As soon as I knew this for certain, I turned on Jacob, and seizing him by the throat, shook him to and fro. ‘Wretch!’ I said. ‘You have slept! You have slept and let us be robbed! You have ruined me!’
He gurgled out a startled denial, and the others came round us and got him from me. But my outcry had roused all our part of the camp; even my lady put her head out of the tent and asked what was the matter. Some one told her.
‘That is bad,’ she said kindly. ‘What is it you have lost, Martin?’
Over her shoulder I saw a pale face peer out — Marie Wort’s; and on the instant I felt my rage die down into a miserable chill, the chill of despair.
‘Seven ducats,’ I said sullenly, looking down at the ground, for the truth, at sight of her, crushed me. I was a thief! This had made me one. Who was I to cry out that I was robbed?
‘It must be one of the strangers,’ my lady said in a low voice and with an air of disturbance. ‘Do you — —’

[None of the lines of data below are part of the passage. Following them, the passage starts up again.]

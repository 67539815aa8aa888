//! IP protocol number to mnemonic.

/// Total over all of `u8`; numbers without a mnemonic map to "Unknown".
pub fn name(protocol: u8) -> &'static str {
    match protocol {
        1 => "ICMP",
        6 => "TCP",
        17 => "UDP",
        41 => "IPv6",
        47 => "GRE",
        50 => "ESP",
        51 => "AH",
        58 => "ICMPv6",
        132 => "SCTP",
        136 => "UDPLite",
        _ => "Unknown",
    }
}

#[cfg(test)]
mod tests {
    use super::name;

    #[test]
    fn test_known_protocols() {
        assert_eq!(name(1), "ICMP");
        assert_eq!(name(6), "TCP");
        assert_eq!(name(17), "UDP");
        assert_eq!(name(58), "ICMPv6");
        assert_eq!(name(132), "SCTP");
        assert_eq!(name(136), "UDPLite");
    }

    #[test]
    fn test_total_over_u8() {
        for p in 0..=u8::MAX {
            assert!(!name(p).is_empty());
        }
        assert_eq!(name(0), "Unknown");
        assert_eq!(name(255), "Unknown");
    }
}
//! Inspection HTTP endpoint: live connections, stats, Prometheus metrics.
//!
//! No authentication; meant to be bound to loopback. An optional CIDR
//! allowlist rejects anything else.

use crate::cache::VerdictCache;
use crate::state::{ConnectionRecord, ConnectionRegistry};
use axum::{
    extract::{ConnectInfo, State},
    http::StatusCode,
    middleware,
    response::IntoResponse,
    routing::get,
    Json, Router,
};
use ipnet::IpNet;
use prometheus_client::encoding::text::encode;
use prometheus_client::metrics::counter::Counter;
use prometheus_client::metrics::gauge::Gauge;
use prometheus_client::registry::Registry;
use serde::Serialize;
use std::collections::HashMap;
use std::net::SocketAddr;
use std::sync::atomic::Ordering;
use std::sync::Arc;
use std::time::Instant;

pub struct AppState {
    pub registry: Arc<ConnectionRegistry>,
    pub verdicts: Arc<VerdictCache>,
    pub start_time: Instant,
}

// ── Prometheus Metrics ────────────────────────────────────────────────────────

struct Metrics {
    registry: Registry,
    packets_total: Counter,
    decisions_total: Counter,
    tracked_connections: Gauge,
    cached_verdicts: Gauge,
}

impl Metrics {
    fn new() -> Self {
        let mut registry = Registry::default();
        let packets_total = Counter::default();
        let decisions_total = Counter::default();
        let tracked_connections = Gauge::default();
        let cached_verdicts = Gauge::default();

        registry.register(
            "netmonitor_packets_total",
            "Packets delivered to user space",
            packets_total.clone(),
        );
        registry.register(
            "netmonitor_decisions_total",
            "Fresh (non-cached) verdict decisions",
            decisions_total.clone(),
        );
        registry.register(
            "netmonitor_tracked_connections",
            "Connections currently in the registry",
            tracked_connections.clone(),
        );
        registry.register(
            "netmonitor_cached_verdicts",
            "Flow verdicts currently cached",
            cached_verdicts.clone(),
        );

        Self {
            registry,
            packets_total,
            decisions_total,
            tracked_connections,
            cached_verdicts,
        }
    }
}

// ── Response Types ────────────────────────────────────────────────────────────

#[derive(Serialize)]
pub struct StatsResponse {
    uptime_seconds: u64,
    total_packets: u64,
    decisions: u64,
    tracked_connections: usize,
    cached_verdicts: usize,
}

// ── Router ────────────────────────────────────────────────────────────────────

pub fn router(state: Arc<AppState>, allowed_ips: &[String]) -> Router {
    let metrics = Arc::new(Metrics::new());

    let mut app = Router::new()
        .route("/connections", get(get_connections))
        .route("/stats", get(get_stats))
        .route("/metrics", get({
            let m = metrics.clone();
            let s = state.clone();
            move || get_metrics(s.clone(), m.clone())
        }));

    // An empty allowlist admits everyone; the default binding is loopback
    // anyway.
    if !allowed_ips.is_empty() {
        let nets = Arc::new(parse_allowlist(allowed_ips));
        app = app.layer(middleware::from_fn(move |req, next| {
            restrict_clients(req, next, nets.clone())
        }));
    }

    app.with_state(state)
}

// ── Client allowlist ──────────────────────────────────────────────────────────

fn parse_allowlist(allowed_ips: &[String]) -> Vec<IpNet> {
    allowed_ips
        .iter()
        .filter_map(|cidr| match cidr.parse::<IpNet>() {
            Ok(net) => Some(net),
            Err(_) => {
                tracing::warn!(cidr = %cidr, "ignoring unparseable allowlist entry");
                None
            }
        })
        .collect()
}

/// Reject clients outside the configured CIDRs. Requests carrying no peer
/// address pass; the listener is built with connect info, so that does not
/// happen in practice.
async fn restrict_clients(
    req: axum::extract::Request,
    next: middleware::Next,
    allowed: Arc<Vec<IpNet>>,
) -> axum::response::Response {
    let permitted = match req.extensions().get::<ConnectInfo<SocketAddr>>() {
        Some(ConnectInfo(peer)) => allowed.iter().any(|net| net.contains(&peer.ip())),
        None => true,
    };
    if permitted {
        next.run(req).await
    } else {
        let peer = req
            .extensions()
            .get::<ConnectInfo<SocketAddr>>()
            .map(|info| info.0);
        tracing::debug!(peer = ?peer, "rejected inspection client");
        StatusCode::FORBIDDEN.into_response()
    }
}

// ── Handlers ──────────────────────────────────────────────────────────────────

async fn get_connections(
    State(state): State<Arc<AppState>>,
) -> Json<HashMap<String, Vec<ConnectionRecord>>> {
    Json(state.registry.snapshot())
}

async fn get_stats(State(state): State<Arc<AppState>>) -> Json<StatsResponse> {
    Json(StatsResponse {
        uptime_seconds: state.start_time.elapsed().as_secs(),
        total_packets: state.registry.total_packets.load(Ordering::Relaxed),
        decisions: state.registry.decisions.load(Ordering::Relaxed),
        tracked_connections: state.registry.tracked(),
        cached_verdicts: state.verdicts.len(),
    })
}

async fn get_metrics(state: Arc<AppState>, metrics: Arc<Metrics>) -> impl IntoResponse {
    // Sync counters from atomic state into prometheus gauges/counters.
    // Counters are monotonic, so increment by the delta since last scrape.
    let total_packets = state.registry.total_packets.load(Ordering::Relaxed);
    let decisions = state.registry.decisions.load(Ordering::Relaxed);

    let current = metrics.packets_total.get();
    if total_packets > current {
        metrics.packets_total.inc_by(total_packets - current);
    }
    let current = metrics.decisions_total.get();
    if decisions > current {
        metrics.decisions_total.inc_by(decisions - current);
    }
    metrics.tracked_connections.set(state.registry.tracked() as i64);
    metrics.cached_verdicts.set(state.verdicts.len() as i64);

    let mut buf = String::new();
    encode(&mut buf, &metrics.registry).unwrap();
    (
        [(axum::http::header::CONTENT_TYPE, "text/plain; version=0.0.4")],
        buf,
    )
}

I sprang away without waiting to hear more — they must have thought me mad. I tore to the spot where I had diced the night before. Three or four men sat round the fire, swearing and grumbling, as is the manner of their kind in the morning; but the man I wanted was not among them.
‘Where is Ludwig?’ I panted. ‘Where is he?’
A form, wrapped head and all in a cloak, struggled for a moment with its coverings, and freeing itself at last, rose to a sitting posture. It was Captain Ludwig.
‘Who wants me?’ he muttered sleepily.
‘I!’ I cried, stooping and seizing him by the shoulder. I was trembling with excitement. ‘I have been robbed! Do you hear, man? I have been robbed! In the night!’
He shook me off impatiently. ‘Well, what is that to me?’ he grunted. And he turned to warm himself.
‘Where is the Saxon who sat by me last night?’ I demanded, almost beside myself with fury.
‘How do I know?’ he answered, shrugging his shoulders peevishly. ‘Robbed? Well, you are not the first person that has been robbed. You need not make such an outcry about it. There is more than one thief about, eh, Taddeo?’ And he winked cunningly at his comrade.